GUEST POST: Amelia Smith on Kazuo Ishiguro’s THE BURIED GIANT

Today, SPFBO author Amelia Smith is dropping by to give us her thoughts of Kazuo Ishiguro’s novel, The Buried Giant.


I used to think that fantasy was a genre, and that I knew what it was about. Then I tried to write a nice, quick, pulpy fantasy novel, and discovered that I had no idea what I was doing. That was almost a decade and a half ago, and the boundaries of the genre haven’t gotten any less blurry for me.

I had read fantasy novels, dozens of them. My favorites included C.S. Lewis’s Chronicles of Narnia, which I’d read multiple times in elementary school, and The Mists of Avalon, by Marion Zimmer Bradley (which I’ve since tried to re-read, and didn’t like it as much as I used to). What I was aiming for was a mix of imagination and allegory, but apparently that wasn’t enough. I needed a plot and characters, too, so I got those. I drafted, revised, rewrote, and revised again. Then I looked around, only to discover that this so-called genre wasn’t what I thought it was at all.

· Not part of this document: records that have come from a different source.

//! In-process fake backend on 127.0.0.1:0

#![allow(dead_code)]

use axum::extract::{Path, State};
use axum::http::{HeaderMap, StatusCode};
use axum::response::{IntoResponse, Response};
use axum::routing::{get, post, put};
use axum::{Json, Router};
use chrono::Utc;
use parking_lot::Mutex;
use serde_json::{Value, json};
use shared::client::{LoginRequest, SignupRequest};
use shared::demo::{self, DemoSeedResult, ExistingData};
use shared::models::{Payment, PaymentCreate, Product, Role, UserProfile};
use shared::order::{Order, OrderCreate, OrderStatus};
use shared::response::Envelope;
use sirest_client::{ClientConfig, SirestClient};
use std::sync::Arc;

pub const ANON_TOKEN: &str = "anon-public";

/// Client logs go to the test harness output (`RUST_LOG` filters them)
pub fn init_tracing() {
    let _ = tracing_subscriber::fmt()
        .with_env_filter(
            tracing_subscriber::EnvFilter::try_from_default_env()
                .unwrap_or_else(|_| tracing_subscriber::EnvFilter::new("sirest_client=debug")),
        )
        .with_test_writer()
        .try_init();
}

#[derive(Default)]
pub struct BackendState {
    pub orders: Vec<Order>,
    pub payments: Vec<Payment>,
    pub products: Vec<Product>,
    pub existing: ExistingData,
    /// Answer `GET /orders` with `{"success":true}` and no `orders` field
    pub orders_field_missing: bool,
    /// `(method path, Authorization header)` for every request
    pub requests: Vec<(String, Option<String>)>,
    /// `(method path, Content-Type header)` for every request
    pub content_types: Vec<(String, Option<String>)>,
    next_id: u32,
}

impl BackendState {
    fn next_id(&mut self, prefix: &str) -> String {
        self.next_id += 1;
        format!("{prefix}-{}", self.next_id)
    }

    pub fn count(&self, route: &str) -> usize {
        self.requests.iter().filter(|(r, _)| r == route).count()
    }

    pub fn auth_for(&self, route: &str) -> Vec<Option<String>> {
        self.requests
            .iter()
            .filter(|(r, _)| r == route)
            .map(|(_, a)| a.clone())
            .collect()
    }
}

pub type Shared = Arc<Mutex<BackendState>>;

pub struct FakeBackend {
    pub state: Shared,
    pub base_url: String,
}

impl FakeBackend {
    pub async fn start() -> Self {
        init_tracing();
        let state: Shared = Arc::default();
        let app = router(state.clone());
        let listener = tokio::net::TcpListener::bind("127.0.0.1:0").await.unwrap();
        let addr = listener.local_addr().unwrap();
        tokio::spawn(async move {
            axum::serve(listener, app).await.unwrap();
        });
        Self {
            state,
            base_url: format!("http://{addr}"),
        }
    }

    pub fn config(&self) -> ClientConfig {
        ClientConfig::new(&self.base_url).with_anon_token(ANON_TOKEN)
    }

    pub fn client(&self) -> SirestClient {
        SirestClient::new(self.config()).unwrap()
    }
}

fn record(state: &Shared, route: &str, headers: &HeaderMap) {
    let header = |name: &str| {
        headers
            .get(name)
            .and_then(|v| v.to_str().ok())
            .map(str::to_string)
    };
    let mut st = state.lock();
    st.requests.push((route.to_string(), header("authorization")));
    st.content_types.push((route.to_string(), header("content-type")));
}

fn envelope(field: &str, value: impl serde::Serialize) -> Response {
    Json(Envelope::ok(field, value)).into_response()
}

fn error(status: StatusCode, message: &str) -> Response {
    (status, Json(json!({ "success": false, "error": message }))).into_response()
}

fn user_for(email: &str) -> UserProfile {
    let role = demo::demo_accounts()
        .into_iter()
        .find(|a| a.email == email)
        .map(|a| a.role)
        .unwrap_or(Role::Client);
    UserProfile {
        id: format!("user-{email}"),
        email: email.to_string(),
        name: email.split('@').next().unwrap_or_default().to_string(),
        role,
        active: true,
        phone: None,
        created_at: None,
    }
}

pub fn router(state: Shared) -> Router {
    Router::new()
        .route("/api/auth/login", post(login))
        .route("/api/auth/signup", post(signup))
        .route("/api/orders", get(list_orders).post(create_order))
        .route("/api/orders/{id}", put(update_order))
        .route("/api/payments", get(list_payments).post(create_payment))
        .route("/api/products", get(list_products))
        .route("/api/tables", get(broken_tables))
        .route("/api/alerts", get(unavailable))
        .route("/api/staff-status", get(missing))
        .route("/api/init-demo-data", post(init_demo_data))
        .with_state(state)
}

async fn login(
    State(state): State<Shared>,
    headers: HeaderMap,
    Json(req): Json<LoginRequest>,
) -> Response {
    record(&state, "POST auth/login", &headers);
    if req.password != demo::DEMO_PASSWORD {
        return error(StatusCode::UNAUTHORIZED, "Credenciales inválidas");
    }
    Json(json!({
        "success": true,
        "token": format!("tok-{}", req.email),
        "user": user_for(&req.email),
    }))
    .into_response()
}

async fn signup(
    State(state): State<Shared>,
    headers: HeaderMap,
    Json(req): Json<SignupRequest>,
) -> Response {
    record(&state, "POST auth/signup", &headers);
    let mut user = user_for(&req.email);
    user.name = req.name;
    user.role = Role::Client;
    Json(json!({
        "success": true,
        "token": format!("tok-{}", req.email),
        "user": user,
    }))
    .into_response()
}

async fn list_orders(State(state): State<Shared>, headers: HeaderMap) -> Response {
    record(&state, "GET orders", &headers);
    let st = state.lock();
    if st.orders_field_missing {
        return Json(json!({ "success": true })).into_response();
    }
    envelope("orders", st.orders.clone())
}

async fn create_order(
    State(state): State<Shared>,
    headers: HeaderMap,
    Json(req): Json<OrderCreate>,
) -> Response {
    record(&state, "POST orders", &headers);
    let mut st = state.lock();
    let order = Order {
        id: st.next_id("ord"),
        table_number: req.table_number,
        items: req.items,
        subtotal: req.subtotal,
        note: req.note,
        status: OrderStatus::Pending,
        created_by: req.created_by,
        created_by_name: req.created_by_name,
        customer_name: req.customer_name,
        customer_phone: req.customer_phone,
        created_at: Utc::now(),
        updated_at: None,
        version: 1,
    };
    st.orders.push(order.clone());
    envelope("order", order)
}

async fn update_order(
    State(state): State<Shared>,
    Path(id): Path<String>,
    headers: HeaderMap,
    Json(body): Json<Value>,
) -> Response {
    record(&state, "PUT orders/:id", &headers);
    let mut st = state.lock();
    let Some(order) = st.orders.iter_mut().find(|o| o.id == id) else {
        return error(StatusCode::NOT_FOUND, "Pedido no encontrado");
    };
    if let Some(expected) = body.get("expected_version").and_then(Value::as_u64)
        && expected != order.version
    {
        return error(StatusCode::CONFLICT, "El pedido fue modificado");
    }
    if let Some(status) = body.get("status") {
        order.status = serde_json::from_value(status.clone()).unwrap();
    }
    if let Some(note) = body.get("note") {
        order.note = note.as_str().map(str::to_string);
    }
    order.version += 1;
    order.updated_at = Some(Utc::now());
    envelope("order", order.clone())
}

async fn list_payments(State(state): State<Shared>, headers: HeaderMap) -> Response {
    record(&state, "GET payments", &headers);
    let payments = state.lock().payments.clone();
    envelope("payments", payments)
}

async fn create_payment(
    State(state): State<Shared>,
    headers: HeaderMap,
    Json(req): Json<PaymentCreate>,
) -> Response {
    record(&state, "POST payments", &headers);
    let mut st = state.lock();
    if let Some(existing) = st
        .payments
        .iter()
        .find(|p| p.idempotency_key == Some(req.idempotency_key))
    {
        return envelope("payment", existing.clone());
    }
    if let Some(order) = st.orders.iter().find(|o| o.id == req.order_id)
        && order.version != req.expected_order_version
    {
        return error(StatusCode::CONFLICT, "El pedido fue modificado");
    }
    if st.payments.iter().any(|p| p.order_id == req.order_id) {
        return error(StatusCode::CONFLICT, "El pedido ya tiene un pago");
    }
    let payment = Payment {
        id: st.next_id("pay"),
        order_id: req.order_id,
        breakdown: Some(req.breakdown),
        total: req.total,
        method: req.method,
        received: req.received,
        change: req.change,
        created_by: "cashier".into(),
        created_at: Utc::now(),
        idempotency_key: Some(req.idempotency_key),
    };
    st.payments.push(payment.clone());
    envelope("payment", payment)
}

async fn list_products(State(state): State<Shared>, headers: HeaderMap) -> Response {
    record(&state, "GET products", &headers);
    let products = state.lock().products.clone();
    envelope("products", products)
}

/// 200 with a payload of the wrong shape
async fn broken_tables(State(state): State<Shared>, headers: HeaderMap) -> Response {
    record(&state, "GET tables", &headers);
    Json(json!({ "success": true, "tables": 5 })).into_response()
}

/// Non-JSON error body
async fn unavailable(State(state): State<Shared>, headers: HeaderMap) -> Response {
    record(&state, "GET alerts", &headers);
    (StatusCode::SERVICE_UNAVAILABLE, "<html>upstream down</html>").into_response()
}

async fn missing(State(state): State<Shared>, headers: HeaderMap) -> Response {
    record(&state, "GET staff-status", &headers);
    (StatusCode::NOT_FOUND, Json(json!({ "message": "not here" }))).into_response()
}

async fn init_demo_data(State(state): State<Shared>, headers: HeaderMap) -> Response {
    record(&state, "POST init-demo-data", &headers);
    let mut st = state.lock();
    let plan = demo::plan_seed(&st.existing);
    for account in &plan.accounts {
        st.existing.user_emails.insert(account.email.to_lowercase());
    }
    for product in &plan.products {
        st.existing.product_names.insert(product.name.clone());
    }
    for table in &plan.tables {
        st.existing.table_numbers.insert(table.number);
    }
    let result = DemoSeedResult::from_plan(&plan);
    let mut body = serde_json::to_value(result).unwrap();
    body["success"] = json!(true);
    Json(body).into_response()
}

Within speculative fiction, there are dozens of sub-genres with non-overlapping or barely overlapping readerships, from shifter romance to literary fairy tales to hard sci-fi to “Tolkien knock-offs.” My husband and I both read speculative fiction, but he reads mostly Lovecraftian short stories while I lean towards literary fantasy novels. I also read literary fiction, and sometimes the literary stuff is as fantastical as the fantasy. I mean, why isn’t Salman Rushdie’s work shelved in the fantasy section? Why isn’t Jo Walton in general fiction?

The line between literary fiction and fantasy is blurry, but sometimes an author tries to cross over (sort of) and trips up horribly. I’d heard good things about Kazuo Ishiguro, so when the buzz got going about The Buried Giant I checked it out. It was not what I would call a masterpiece. In some ways, it was like looking at my own first efforts to write fantasy, but also reminiscent of Phantastes by George MacDonald (first published in 1858) a book I fought my way way through recently because of C.S. Lewis’s gushing introduction to it. Phantastes was rich with allegory and description, not so strong on the forward drive of plot. The Buried Giant had a slow, foggy atmosphere which hearkened back to that Ur text of 20th century fantasy.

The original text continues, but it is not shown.